I had to come to terms with myself and stop hating the child that God loved, me. I had to repair my relationship with the God of my understanding, that had been torn apart by a shame based spirituality that controlled my life and being. I had to start being a human being and stop being a human doing. I had to make the journey to my heart and stop looking for emotional and spiritual bandages. I had to live and not die emotionally, spiritually and physically. I just wanted the pain to go away and the madness to stop.
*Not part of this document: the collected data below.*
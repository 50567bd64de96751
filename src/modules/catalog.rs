use std::future::Future;
use std::path::PathBuf;
use crate::modules::Module;
use crate::store::StoreError;

/// Read-only source of the full module catalog.
pub trait ModuleCatalog: Send + Sync {
    fn list_modules(&self) -> impl Future<Output = Result<Vec<Module>, StoreError>> + Send;
}

/// Fixed in-memory catalog, returned in the order it was built with.
#[derive(Debug, Clone, Default)]
pub struct StaticCatalog {
    modules: Vec<Module>,
}

impl StaticCatalog {
    pub fn new(modules: Vec<Module>) -> Self {
        StaticCatalog { modules }
    }
}

impl ModuleCatalog for StaticCatalog {
    async fn list_modules(&self) -> Result<Vec<Module>, StoreError> {
        Ok(self.modules.clone())
    }
}

/// Catalog backed by a directory of `*.json` module files.
///
/// Files that fail to parse are skipped with a warning. Modules are returned
/// sorted by id so repeated listings agree regardless of directory order.
#[derive(Debug, Clone)]
pub struct JsonDirCatalog {
    dir: PathBuf,
}

impl JsonDirCatalog {
    pub fn new<P: Into<PathBuf>>(dir: P) -> Self {
        JsonDirCatalog { dir: dir.into() }
    }

    pub fn from_config(config: &crate::config::EngineConfig) -> Self {
        Self::new(config.data_dir().join("modules"))
    }
}

impl ModuleCatalog for JsonDirCatalog {
    async fn list_modules(&self) -> Result<Vec<Module>, StoreError> {
        let mut modules = Vec::new();

        let mut entries = match tokio::fs::read_dir(&self.dir).await {
            Ok(entries) => entries,
            Err(e) if e.kind() == std::io::ErrorKind::NotFound => {
                tracing::debug!(path = ?self.dir, "Module directory missing, catalog is empty");
                return Ok(modules);
            }
            Err(e) => {
                return Err(StoreError::Io { path: self.dir.clone(), source: e });
            }
        };

        while let Some(entry) = entries
            .next_entry()
            .await
            .map_err(|e| StoreError::Io { path: self.dir.clone(), source: e })?
        {
            let path = entry.path();
            if path.extension().and_then(|s| s.to_str()) != Some("json") {
                continue;
            }

            match tokio::fs::read_to_string(&path).await {
                Ok(text) => match serde_json::from_str::<Module>(&text) {
                    Ok(module) => modules.push(module),
                    Err(e) => {
                        tracing::warn!(path = ?path, error = %e, "Failed to parse module file");
                    }
                },
                Err(e) => {
                    tracing::warn!(path = ?path, error = %e, "Failed to read module file");
                }
            }
        }

        modules.sort_by(|a, b| a.id.cmp(&b.id));
        tracing::debug!(path = ?self.dir, count = modules.len(), "Loaded module catalog");
        Ok(modules)
    }
}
As a traumatic brain injury survivor, who had sustained significant and irreparable damage to his right frontal lobe – executive center functioning – I was susceptible to being blamed shamed and made to be responsible for many matters that had nothing to do with me. Because of the damage to my brain in addition to believing that I did not just make mistakes, but that I was a mistake, I had a very difficult time discriminating between what was my responsibility and what was not my responsibility.
In my post My Journey thus Far I disclose how I ardently attempted to rid myself of the “sin” that beset my life. I set out on a course to repair myself and thus repair my relationships.
In this pursuit, I became obsessively involved with various churches. I spent countless hours saturating myself in bible study, scripture memory and listening to a wide array of teachers –from charismatic, full gospel, fundamental, non-denominational, and denominational churches / leadership. I attempted to apply what I was learning, but continued to fall short.
Some would say that I just did not do enough: pray, read, or believe. To that notion, I would say phooey. My interest was to do whatever it took to become a victorious over comer and at the same time to be of service to God and to my fellow man. In this pursuit, I went on to obtain my undergraduate degree in theology from Oral Robert’s University. I attended Asbury Theological Seminary for 1 year and then went on to obtain my master’s degree in Rehabilitation Counseling from the University of Kentucky.
My motivation is to expose my readers to what has worked for me and provided a way, where no way seemed to exist. None of what I will share in this series has anything to do with psychological mumbo jumbo. Nor is it anti Bible, God or Church. If you want what I have –as I have heard others people say — then do what I do. If what you are doing is working for you, keep going. I am happy for you. If it is not, be open to learn. In this series I will distill much of what I have learned over the 40 years through my pursuit of personal empowerment as a traumatic brain injury survivor and a man who has been affected by toxic shame. In essence, I have had to resolve and then begin to overcome two significant hurdles before I could begin to accept myself.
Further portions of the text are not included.